▶ How to complete this task
For each entry below, output it exactly as it stands.

▶ Input for this task
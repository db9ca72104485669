//! Common test utilities for webapp-auth integration tests.

#![allow(dead_code)] // Some utilities are used by different test files

use axum::Router;
use axum_test::TestServer;

use webapp_auth_core::{sign_init_data, SharedSecret};
use webapp_auth_service::{create_router, AppState, ServiceConfig};

/// Bot token the harness signs and verifies with.
pub const BOT_TOKEN: &str = "7000000001:AAH-test-token";

/// Test harness containing everything needed for integration tests.
pub struct TestHarness {
    /// The test server for making HTTP requests.
    pub server: TestServer,
    /// The secret init data is signed with.
    pub secret: SharedSecret,
}

impl TestHarness {
    /// Create a new test harness with the default verification policy.
    pub fn new() -> Self {
        Self::with_config(ServiceConfig::default())
    }

    /// Create a harness from `config`, with the test bot token filled in.
    pub fn with_config(config: ServiceConfig) -> Self {
        let secret = SharedSecret::new(BOT_TOKEN);

        let config = ServiceConfig {
            listen_addr: "127.0.0.1:0".into(),
            bot_token: Some(secret.clone()),
            ..config
        };

        let state = AppState::new(config).expect("Failed to build app state");
        let router: Router = create_router(state);

        let server = TestServer::new(router).expect("Failed to create test server");

        Self { server, secret }
    }

    /// Sign `fields` with the harness secret.
    pub fn sign(&self, fields: &[(&str, &str)]) -> String {
        sign_init_data(fields, &self.secret).expect("Failed to sign init data")
    }

    /// Signed init data for `user_json`, dated now.
    pub fn init_data_for(&self, user_json: &str) -> String {
        let now = chrono::Utc::now().timestamp().to_string();
        self.sign(&[
            ("query_id", "AAHdF6IQAAAAAN0XohDhrOrc"),
            ("auth_date", now.as_str()),
            ("user", user_json),
        ])
    }

    /// Authorization header value carrying `init_data`.
    pub fn auth_header(init_data: &str) -> String {
        format!("tma {init_data}")
    }
}

impl Default for TestHarness {
    fn default() -> Self {
        Self::new()
    }
}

▶ Output for this task
repository db9ca72104485669
//! Common test utilities for webapp-auth integration tests.

#![allow(dead_code)] // Some utilities are used by different test files

use axum::Router;
use axum_test::TestServer;

use webapp_auth_core::{sign_init_data, SharedSecret};
use webapp_auth_service::{create_router, AppState, ServiceConfig};

/// Bot token the harness signs and verifies with.
pub const BOT_TOKEN: &str = "7000000001:AAH-test-token";

/// Test harness containing everything needed for integration tests.
pub struct TestHarness {
    /// The test server for making HTTP requests.
    pub server: TestServer,
    /// The secret init data is signed with.
    pub secret: SharedSecret,
}

impl TestHarness {
    /// Create a new test harness with the default verification policy.
    pub fn new() -> Self {
        Self::with_config(ServiceConfig::default())
    }

    /// Create a harness from `config`, with the test bot token filled in.
    pub fn with_config(config: ServiceConfig) -> Self {
        let secret = SharedSecret::new(BOT_TOKEN);

        let config = ServiceConfig {
            listen_addr: "127.0.0.1:0".into(),
            bot_token: Some(secret.clone()),
            ..config
        };

        let state = AppState::new(config).expect("Failed to build app state");
        let router: Router = create_router(state);

        let server = TestServer::new(router).expect("Failed to create test server");

        Self { server, secret }
    }

    /// Sign `fields` with the harness secret.
    pub fn sign(&self, fields: &[(&str, &str)]) -> String {
        sign_init_data(fields, &self.secret).expect("Failed to sign init data")
    }

    /// Signed init data for `user_json`, dated now.
    pub fn init_data_for(&self, user_json: &str) -> String {
        let now = chrono::Utc::now().timestamp().to_string();
        self.sign(&[
            ("query_id", "AAHdF6IQAAAAAN0XohDhrOrc"),
            ("auth_date", now.as_str()),
            ("user", user_json),
        ])
    }

    /// Authorization header value carrying `init_data`.
    pub fn auth_header(init_data: &str) -> String {
        format!("tma {init_data}")
    }
}

impl Default for TestHarness {
    fn default() -> Self {
        Self::new()
    }
}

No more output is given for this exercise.